Extracted material:
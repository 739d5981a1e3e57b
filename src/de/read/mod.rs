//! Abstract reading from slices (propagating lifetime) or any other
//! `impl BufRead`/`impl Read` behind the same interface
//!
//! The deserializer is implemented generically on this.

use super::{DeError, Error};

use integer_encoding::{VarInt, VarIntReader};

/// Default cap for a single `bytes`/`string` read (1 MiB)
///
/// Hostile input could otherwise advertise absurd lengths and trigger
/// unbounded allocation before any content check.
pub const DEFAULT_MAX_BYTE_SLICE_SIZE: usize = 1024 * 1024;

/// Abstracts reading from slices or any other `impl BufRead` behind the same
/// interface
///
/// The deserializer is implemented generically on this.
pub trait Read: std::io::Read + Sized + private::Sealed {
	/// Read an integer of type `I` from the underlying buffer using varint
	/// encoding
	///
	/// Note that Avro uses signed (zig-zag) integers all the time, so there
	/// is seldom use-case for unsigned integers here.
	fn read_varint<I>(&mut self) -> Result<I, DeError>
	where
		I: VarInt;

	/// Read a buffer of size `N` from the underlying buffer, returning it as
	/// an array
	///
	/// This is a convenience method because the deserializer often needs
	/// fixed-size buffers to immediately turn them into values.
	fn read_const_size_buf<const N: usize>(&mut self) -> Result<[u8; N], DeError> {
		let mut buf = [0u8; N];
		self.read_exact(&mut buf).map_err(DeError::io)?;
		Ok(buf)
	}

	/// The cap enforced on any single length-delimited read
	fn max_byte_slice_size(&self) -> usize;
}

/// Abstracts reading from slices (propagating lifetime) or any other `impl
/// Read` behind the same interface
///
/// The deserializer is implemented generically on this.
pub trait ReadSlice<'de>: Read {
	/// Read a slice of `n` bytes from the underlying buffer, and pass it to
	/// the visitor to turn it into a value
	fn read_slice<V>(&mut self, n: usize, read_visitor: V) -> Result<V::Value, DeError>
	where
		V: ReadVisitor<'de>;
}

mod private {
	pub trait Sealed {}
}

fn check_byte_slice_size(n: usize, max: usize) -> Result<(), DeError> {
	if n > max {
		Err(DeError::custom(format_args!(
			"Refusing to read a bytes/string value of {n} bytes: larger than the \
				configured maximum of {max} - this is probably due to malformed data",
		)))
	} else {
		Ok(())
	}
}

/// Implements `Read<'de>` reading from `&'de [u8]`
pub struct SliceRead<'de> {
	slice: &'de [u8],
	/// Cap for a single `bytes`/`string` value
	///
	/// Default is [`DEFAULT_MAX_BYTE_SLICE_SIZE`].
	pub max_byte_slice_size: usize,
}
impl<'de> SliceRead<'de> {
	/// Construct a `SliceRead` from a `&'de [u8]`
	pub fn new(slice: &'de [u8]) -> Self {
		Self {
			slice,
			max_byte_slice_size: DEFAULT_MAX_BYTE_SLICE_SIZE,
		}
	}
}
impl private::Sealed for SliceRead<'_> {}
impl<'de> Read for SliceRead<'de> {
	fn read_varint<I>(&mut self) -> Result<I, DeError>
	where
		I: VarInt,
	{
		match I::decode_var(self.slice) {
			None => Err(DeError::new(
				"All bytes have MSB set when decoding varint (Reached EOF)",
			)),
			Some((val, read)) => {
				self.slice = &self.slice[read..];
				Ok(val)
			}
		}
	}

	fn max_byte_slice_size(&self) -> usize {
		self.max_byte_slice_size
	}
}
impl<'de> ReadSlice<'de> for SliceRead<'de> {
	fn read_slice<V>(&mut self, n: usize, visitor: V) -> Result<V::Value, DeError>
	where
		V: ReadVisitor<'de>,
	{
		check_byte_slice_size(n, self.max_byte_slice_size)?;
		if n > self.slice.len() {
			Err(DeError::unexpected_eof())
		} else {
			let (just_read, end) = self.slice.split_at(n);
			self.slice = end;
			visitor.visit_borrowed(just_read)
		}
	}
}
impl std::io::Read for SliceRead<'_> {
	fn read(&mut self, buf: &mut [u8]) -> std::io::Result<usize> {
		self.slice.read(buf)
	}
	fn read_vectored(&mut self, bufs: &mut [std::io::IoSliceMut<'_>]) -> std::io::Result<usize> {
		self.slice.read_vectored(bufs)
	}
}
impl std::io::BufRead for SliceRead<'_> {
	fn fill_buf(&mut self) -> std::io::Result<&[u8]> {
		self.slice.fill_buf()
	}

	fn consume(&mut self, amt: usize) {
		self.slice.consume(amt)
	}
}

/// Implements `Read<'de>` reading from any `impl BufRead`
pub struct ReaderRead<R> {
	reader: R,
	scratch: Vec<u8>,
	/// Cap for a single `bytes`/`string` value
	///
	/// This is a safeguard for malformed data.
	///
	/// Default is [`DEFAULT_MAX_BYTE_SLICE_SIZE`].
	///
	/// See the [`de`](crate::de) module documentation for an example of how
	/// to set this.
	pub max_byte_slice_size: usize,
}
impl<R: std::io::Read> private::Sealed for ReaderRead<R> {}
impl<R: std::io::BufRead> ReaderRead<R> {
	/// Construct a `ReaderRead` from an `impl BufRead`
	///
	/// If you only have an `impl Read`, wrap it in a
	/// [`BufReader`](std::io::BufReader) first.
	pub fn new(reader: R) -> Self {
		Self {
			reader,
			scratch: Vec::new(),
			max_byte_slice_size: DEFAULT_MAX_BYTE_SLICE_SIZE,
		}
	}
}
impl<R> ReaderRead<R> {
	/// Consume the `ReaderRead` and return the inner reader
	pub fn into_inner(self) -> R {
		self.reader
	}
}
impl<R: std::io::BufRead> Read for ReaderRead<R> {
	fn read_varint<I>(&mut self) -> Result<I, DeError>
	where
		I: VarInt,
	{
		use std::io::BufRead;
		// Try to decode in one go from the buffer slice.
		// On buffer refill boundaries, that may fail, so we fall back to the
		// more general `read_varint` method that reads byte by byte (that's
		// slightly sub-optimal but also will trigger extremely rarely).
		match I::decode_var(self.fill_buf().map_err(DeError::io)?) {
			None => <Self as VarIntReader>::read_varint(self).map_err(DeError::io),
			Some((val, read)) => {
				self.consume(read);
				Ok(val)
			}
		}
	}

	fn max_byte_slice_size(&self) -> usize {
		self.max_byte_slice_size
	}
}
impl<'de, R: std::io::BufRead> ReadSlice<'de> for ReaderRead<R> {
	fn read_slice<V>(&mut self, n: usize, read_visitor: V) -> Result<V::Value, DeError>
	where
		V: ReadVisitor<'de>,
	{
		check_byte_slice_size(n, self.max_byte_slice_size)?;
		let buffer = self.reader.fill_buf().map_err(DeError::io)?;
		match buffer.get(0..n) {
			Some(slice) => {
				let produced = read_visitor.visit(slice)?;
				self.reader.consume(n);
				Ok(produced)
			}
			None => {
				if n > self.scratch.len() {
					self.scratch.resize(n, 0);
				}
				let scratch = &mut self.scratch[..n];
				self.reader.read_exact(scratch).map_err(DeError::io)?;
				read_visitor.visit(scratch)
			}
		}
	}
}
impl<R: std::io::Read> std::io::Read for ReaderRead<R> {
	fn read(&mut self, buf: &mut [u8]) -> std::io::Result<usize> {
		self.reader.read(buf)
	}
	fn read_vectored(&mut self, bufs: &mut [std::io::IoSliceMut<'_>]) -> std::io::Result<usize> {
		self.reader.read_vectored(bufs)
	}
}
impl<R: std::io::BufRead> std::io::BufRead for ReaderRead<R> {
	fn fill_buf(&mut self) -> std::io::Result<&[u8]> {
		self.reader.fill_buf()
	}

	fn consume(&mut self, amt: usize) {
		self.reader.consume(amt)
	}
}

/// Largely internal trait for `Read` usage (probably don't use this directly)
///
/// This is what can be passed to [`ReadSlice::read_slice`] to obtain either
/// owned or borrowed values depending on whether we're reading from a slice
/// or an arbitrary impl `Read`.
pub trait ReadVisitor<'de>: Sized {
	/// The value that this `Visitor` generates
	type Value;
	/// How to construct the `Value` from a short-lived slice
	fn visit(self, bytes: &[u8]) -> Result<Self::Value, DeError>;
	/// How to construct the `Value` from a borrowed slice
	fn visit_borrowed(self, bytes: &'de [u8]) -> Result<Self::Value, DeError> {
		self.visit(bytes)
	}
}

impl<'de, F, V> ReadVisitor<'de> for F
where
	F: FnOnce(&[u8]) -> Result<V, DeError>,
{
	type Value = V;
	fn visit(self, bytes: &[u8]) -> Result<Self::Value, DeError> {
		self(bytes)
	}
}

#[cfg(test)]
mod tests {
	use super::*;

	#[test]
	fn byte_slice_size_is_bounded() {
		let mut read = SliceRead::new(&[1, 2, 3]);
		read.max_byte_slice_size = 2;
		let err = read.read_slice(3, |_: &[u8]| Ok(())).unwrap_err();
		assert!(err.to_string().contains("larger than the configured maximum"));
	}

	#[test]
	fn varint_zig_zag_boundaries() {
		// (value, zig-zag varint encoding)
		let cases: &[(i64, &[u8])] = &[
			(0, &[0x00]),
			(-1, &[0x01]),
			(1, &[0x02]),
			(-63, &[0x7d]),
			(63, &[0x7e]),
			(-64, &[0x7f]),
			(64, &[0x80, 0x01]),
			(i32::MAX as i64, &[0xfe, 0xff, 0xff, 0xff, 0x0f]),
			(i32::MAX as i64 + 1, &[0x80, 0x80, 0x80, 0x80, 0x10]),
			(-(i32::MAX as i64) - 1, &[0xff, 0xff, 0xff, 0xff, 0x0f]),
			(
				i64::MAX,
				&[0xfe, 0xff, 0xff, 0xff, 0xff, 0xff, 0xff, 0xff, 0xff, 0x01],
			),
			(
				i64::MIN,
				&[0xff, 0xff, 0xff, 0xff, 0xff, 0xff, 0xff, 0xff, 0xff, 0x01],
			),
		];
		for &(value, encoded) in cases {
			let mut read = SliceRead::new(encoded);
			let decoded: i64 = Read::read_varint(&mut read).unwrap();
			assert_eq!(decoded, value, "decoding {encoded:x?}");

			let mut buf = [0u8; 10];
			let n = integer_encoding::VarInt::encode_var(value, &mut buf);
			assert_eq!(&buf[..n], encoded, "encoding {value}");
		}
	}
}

What the task asks: Count, in the data above, the lines that hold "private". Return only that count.

Solution below: 4